Torna il siracusano Barbagallo, e come in precedenza (Quarter Century e Live At Yoko Ono) è un bel sentire. Già firma e collaboratore di svariati progetti (Suzanne Silver, La Moncada, Albanopower) l’artista siciliano dedica il titolo della sua nuova prova agli studi di registrazione dove sono stati prodotti alcuni dei brani del nuovo disco. Blue Record non doma l’animo sperimentale del musicista e dei suoi sodali (tra cui membri di Dead Cat In A Bag e La Moncada), ma anzi lo sostiene e lo rinforza con bordate chitarristiche mai così vicine al post rock barricadero della scuola di Louisville, emblematica in tal senso è la traccia che apre il lavoro, la ferrosa e saltellante Soulself. La psichedelia post-tutto ricopre i brani di una patina arcigna e disturbante, anche quando il passo si fa più meditativo e cadenzato (Radion) o quando sembra che una banda di fiati in calzoncini e ciabatte accompagni l’esecuzione della riuscitissima cover Younghiana For The Turnstiles, direttamente da quel capolavoro che è On The Beach.

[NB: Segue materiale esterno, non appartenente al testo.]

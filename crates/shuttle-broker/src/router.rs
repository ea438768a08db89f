//! Classification of inbound envelopes from the core and the UI.
//!
//! Core-originated envelopes may be answered locally, relayed to the UI, and
//! resolve a pending correlation, all from the same message. UI-originated
//! envelopes are either relayed to the core or answered locally with a
//! success payload; anything else is logged and dropped without a reply.

use std::sync::Arc;

use serde_json::Value;
use tracing::{debug, warn};

use crate::dispatcher::CapabilityDispatcher;
use crate::envelope::{Envelope, generate_message_id, is_terminal, success_payload};
use crate::error::BrokerError;
use crate::queue::QueueHandle;
use crate::registry::{Continuation, CorrelationRegistry};
use crate::routing::RoutingTable;
use crate::ui::UiSink;

/// Log target for routing decisions.
pub(crate) const ROUTER_TARGET: &str = "shuttle_broker::router";

/// What happened to a core-originated envelope.
#[derive(Debug, Clone, Copy, Default, PartialEq, Eq)]
pub struct CoreDisposition {
    /// A capability reply was queued back to the core.
    pub answered_locally: bool,
    /// The payload was relayed to the UI.
    pub forwarded_to_ui: bool,
    /// A pending correlation received the payload.
    pub resolved: bool,
}

impl CoreDisposition {
    /// Whether no rule applied.
    #[must_use]
    pub const fn is_unhandled(&self) -> bool {
        !(self.answered_locally || self.forwarded_to_ui || self.resolved)
    }
}

/// What happened to a UI-originated envelope.
#[derive(Debug, Clone, PartialEq, Eq)]
pub enum UiDisposition {
    /// Relayed to the core under `message_id`.
    ForwardedToCore {
        /// The id used on the wire.
        message_id: String,
    },
    /// Answered by the dispatcher and replied to the UI under `message_id`.
    AnsweredLocally {
        /// The id used for the reply.
        message_id: String,
    },
    /// No rule applied; nothing was sent.
    Unrecognized,
}

/// The broker's routing policy.
pub struct MessageRouter {
    routes: Arc<RoutingTable>,
    dispatcher: CapabilityDispatcher,
    registry: Arc<CorrelationRegistry>,
    core: QueueHandle,
    ui: Arc<dyn UiSink>,
}

impl MessageRouter {
    /// Assembles a router over its collaborators.
    #[must_use]
    pub fn new(
        routes: Arc<RoutingTable>,
        dispatcher: CapabilityDispatcher,
        registry: Arc<CorrelationRegistry>,
        core: QueueHandle,
        ui: Arc<dyn UiSink>,
    ) -> Self {
        Self {
            routes,
            dispatcher,
            registry,
            core,
            ui,
        }
    }

    /// Decodes and routes one line read from the core.
    ///
    /// Malformed lines are logged and dropped; `None` is returned for them.
    pub fn handle_core_line(&self, line: &str) -> Option<CoreDisposition> {
        match Envelope::decode(line) {
            Ok(envelope) => Some(self.handle_core_message(envelope)),
            Err(error) => {
                warn!(target: ROUTER_TARGET, error = %error, "dropping undecodable core line");
                None
            }
        }
    }

    /// Routes one envelope received from the core.
    pub fn handle_core_message(&self, envelope: Envelope) -> CoreDisposition {
        let Envelope {
            message_type,
            message_id,
            data,
        } = envelope;
        let mut disposition = CoreDisposition::default();

        if self.routes.is_locally_handled(&message_type) {
            if let Some(result) = self.dispatcher.dispatch(&message_type, &data) {
                let reply = Envelope::new(message_type.clone(), message_id.clone(), result);
                disposition.answered_locally = self.enqueue_core(&reply);
            }
        }

        if self.routes.forwards_to_ui(&message_type) {
            self.ui.post(Envelope::new(
                message_type.clone(),
                message_id.clone(),
                data.clone(),
            ));
            disposition.forwarded_to_ui = true;
        }

        if let Some(id) = message_id.as_deref() {
            disposition.resolved = self.registry.resolve(id, &data, is_terminal(&data));
        }

        if disposition.is_unhandled() {
            warn!(
                target: ROUTER_TARGET,
                message_type = %message_type,
                message_id = ?message_id,
                "unhandled core message"
            );
        }
        disposition
    }

    /// Routes one envelope received from the UI.
    ///
    /// `continuation`, when given, receives every core response correlated
    /// with a forwarded request. It is ignored for locally answered types.
    ///
    /// # Errors
    ///
    /// Returns [`BrokerError`] when a forwarded request cannot be registered
    /// or queued.
    pub fn handle_ui_message(
        &self,
        envelope: Envelope,
        continuation: Option<Continuation>,
    ) -> Result<UiDisposition, BrokerError> {
        let Envelope {
            message_type,
            message_id,
            data,
        } = envelope;

        if self.routes.forwards_to_core(&message_type) {
            let message_id = self.send_to_core(&message_type, data, message_id, continuation)?;
            return Ok(UiDisposition::ForwardedToCore { message_id });
        }

        if self.routes.is_ui_local(&message_type) {
            if let Some(result) = self.dispatcher.dispatch(&message_type, &data) {
                let message_id = message_id.unwrap_or_else(generate_message_id);
                self.ui.post(Envelope::new(
                    message_type,
                    Some(message_id.clone()),
                    success_payload(result),
                ));
                return Ok(UiDisposition::AnsweredLocally { message_id });
            }
        }

        warn!(
            target: ROUTER_TARGET,
            message_type = %message_type,
            message_id = ?message_id,
            "unrecognized UI message"
        );
        Ok(UiDisposition::Unrecognized)
    }

    /// Sends a request to the core, registering `continuation` for replies.
    ///
    /// A fresh id is generated when `message_id` is `None`. Returns the id
    /// used on the wire.
    ///
    /// # Errors
    ///
    /// Returns [`BrokerError::Registry`] for a duplicate id or a closed
    /// registry, [`BrokerError::Queue`] when the core's queue is closed, and
    /// [`BrokerError::Encode`] when `data` cannot be encoded.
    pub fn send_to_core(
        &self,
        message_type: &str,
        data: Value,
        message_id: Option<String>,
        continuation: Option<Continuation>,
    ) -> Result<String, BrokerError> {
        let message_id = message_id.unwrap_or_else(generate_message_id);
        let line = Envelope::new(message_type, Some(message_id.clone()), data).encode()?;

        let registered = match continuation {
            Some(continuation) => {
                self.registry.register(message_id.clone(), continuation)?;
                true
            }
            None => false,
        };

        if let Err(error) = self.core.enqueue(line) {
            if registered {
                self.registry.deregister(&message_id);
            }
            return Err(error.into());
        }

        debug!(
            target: ROUTER_TARGET,
            message_type,
            message_id = %message_id,
            correlated = registered,
            "sent to core"
        );
        Ok(message_id)
    }

    /// The correlation registry shared with the broker.
    #[must_use]
    pub fn registry(&self) -> &Arc<CorrelationRegistry> {
        &self.registry
    }

    fn enqueue_core(&self, envelope: &Envelope) -> bool {
        let outcome = envelope
            .encode()
            .map_err(BrokerError::from)
            .and_then(|line| self.core.enqueue(line).map_err(BrokerError::from));
        match outcome {
            Ok(()) => true,
            Err(error) => {
                warn!(
                    target: ROUTER_TARGET,
                    message_type = %envelope.message_type,
                    error = %error,
                    "failed to reply to core"
                );
                false
            }
        }
    }
}

impl std::fmt::Debug for MessageRouter {
    fn fmt(&self, f: &mut std::fmt::Formatter<'_>) -> std::fmt::Result {
        f.debug_struct("MessageRouter")
            .field("dispatcher", &self.dispatcher)
            .field("registry", &self.registry)
            .finish_non_exhaustive()
    }
}
//! Pending correlations keyed by `messageId`.
//!
//! A continuation is invoked once per matching response and retired on the
//! response whose payload carries the terminal marker. After
//! [`CorrelationRegistry::cancel_all`] nothing registered earlier fires again
//! and new registrations are refused.

use std::collections::HashMap;
use std::panic::{self, AssertUnwindSafe};
use std::sync::atomic::{AtomicBool, Ordering};
use std::sync::{Arc, Mutex, MutexGuard};

use serde_json::Value;
use tracing::{debug, warn};

use crate::error::RegistryError;

/// Log target for correlation bookkeeping.
const REGISTRY_TARGET: &str = "shuttle_broker::registry";

/// Callback receiving each response payload for one correlation.
///
/// Runs on the thread that delivered the response and must not block.
pub type Continuation = Box<dyn FnMut(&Value) + Send>;

type Entry = Arc<Mutex<Continuation>>;

/// Concurrent `messageId → continuation` map.
#[derive(Default)]
pub struct CorrelationRegistry {
    entries: Mutex<HashMap<String, Entry>>,
    closed: AtomicBool,
}

impl CorrelationRegistry {
    /// Creates an empty, open registry.
    #[must_use]
    pub fn new() -> Self {
        Self::default()
    }

    /// Registers a continuation for `id`.
    ///
    /// # Errors
    ///
    /// Returns [`RegistryError::DuplicateId`] when `id` is still pending and
    /// [`RegistryError::Closed`] after shutdown.
    pub fn register(
        &self,
        id: impl Into<String>,
        continuation: Continuation,
    ) -> Result<(), RegistryError> {
        let id = id.into();
        let mut entries = self.lock_entries();
        if self.closed.load(Ordering::Acquire) {
            return Err(RegistryError::Closed);
        }
        if entries.contains_key(&id) {
            return Err(RegistryError::DuplicateId { id });
        }
        debug!(target: REGISTRY_TARGET, message_id = %id, "registered correlation");
        entries.insert(id, Arc::new(Mutex::new(continuation)));
        Ok(())
    }

    /// Delivers `data` to the continuation registered for `id`.
    ///
    /// The entry is removed iff `terminal`. Returns `false` when nothing is
    /// registered for `id`, which is not an error.
    pub fn resolve(&self, id: &str, data: &Value, terminal: bool) -> bool {
        let entry = {
            let mut entries = self.lock_entries();
            if terminal {
                entries.remove(id)
            } else {
                entries.get(id).cloned()
            }
        };
        let Some(entry) = entry else {
            debug!(target: REGISTRY_TARGET, message_id = %id, "no pending correlation");
            return false;
        };

        let mut continuation = entry.lock().unwrap_or_else(|poison| poison.into_inner());
        // Re-checked under the entry lock so a concurrent cancel wins.
        if self.closed.load(Ordering::Acquire) {
            return false;
        }
        let outcome = panic::catch_unwind(AssertUnwindSafe(|| (*continuation)(data)));
        if outcome.is_err() {
            warn!(target: REGISTRY_TARGET, message_id = %id, "continuation panicked");
        }
        if terminal {
            debug!(target: REGISTRY_TARGET, message_id = %id, "retired correlation");
        }
        true
    }

    /// Removes a continuation without invoking it.
    pub fn deregister(&self, id: &str) -> bool {
        self.lock_entries().remove(id).is_some()
    }

    /// Discards every continuation without invoking it and refuses new ones.
    ///
    /// Returns the number of correlations abandoned.
    pub fn cancel_all(&self) -> usize {
        let mut entries = self.lock_entries();
        self.closed.store(true, Ordering::Release);
        let abandoned = entries.len();
        entries.clear();
        if abandoned > 0 {
            debug!(target: REGISTRY_TARGET, abandoned, "cancelled pending correlations");
        }
        abandoned
    }

    /// Whether a continuation is pending for `id`.
    #[must_use]
    pub fn contains(&self, id: &str) -> bool {
        self.lock_entries().contains_key(id)
    }

    /// Number of pending correlations.
    #[must_use]
    pub fn len(&self) -> usize {
        self.lock_entries().len()
    }

    /// Whether no correlations are pending.
    #[must_use]
    pub fn is_empty(&self) -> bool {
        self.lock_entries().is_empty()
    }

    /// Whether [`CorrelationRegistry::cancel_all`] has run.
    #[must_use]
    pub fn is_closed(&self) -> bool {
        self.closed.load(Ordering::Acquire)
    }

    fn lock_entries(&self) -> MutexGuard<'_, HashMap<String, Entry>> {
        self.entries
            .lock()
            .unwrap_or_else(|poison| poison.into_inner())
    }
}

impl std::fmt::Debug for CorrelationRegistry {
    fn fmt(&self, f: &mut std::fmt::Formatter<'_>) -> std::fmt::Result {
        f.debug_struct("CorrelationRegistry")
            .field("pending", &self.len())
            .field("closed", &self.is_closed())
            .finish()
    }
}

La trance ossessiva ed ipnotica prende il sopravvento nei dodici e rotti minuti di Rats & Mosquitos, delirio di spazzole strascicate, rumorismi siderali e arpeggi di chitarra avant blues da fine del mondo. Si è sempre a fuoco, sempre concentrati e sul pezzo, anche quando si aprono squarci di vecchie rabbie grunge come nella sofferta In My Better Cup o il nostro duetti con la spettrale voce di Lucia Argese (Hiss Of Hush). Il numerino jazz convulso in lo-fi di Jewish fa da apripista alle malinconie acustiche della bella Rainbow, pizzicata da una melodia che rimanda ancora a dolori ed uggiosità anni ’90 tra l’asse Seattle – Portland.
Blue Record è la conferma (graditissima) di un artista con molte cose da dire e con in testa un’idea di musica niente affatto scontata.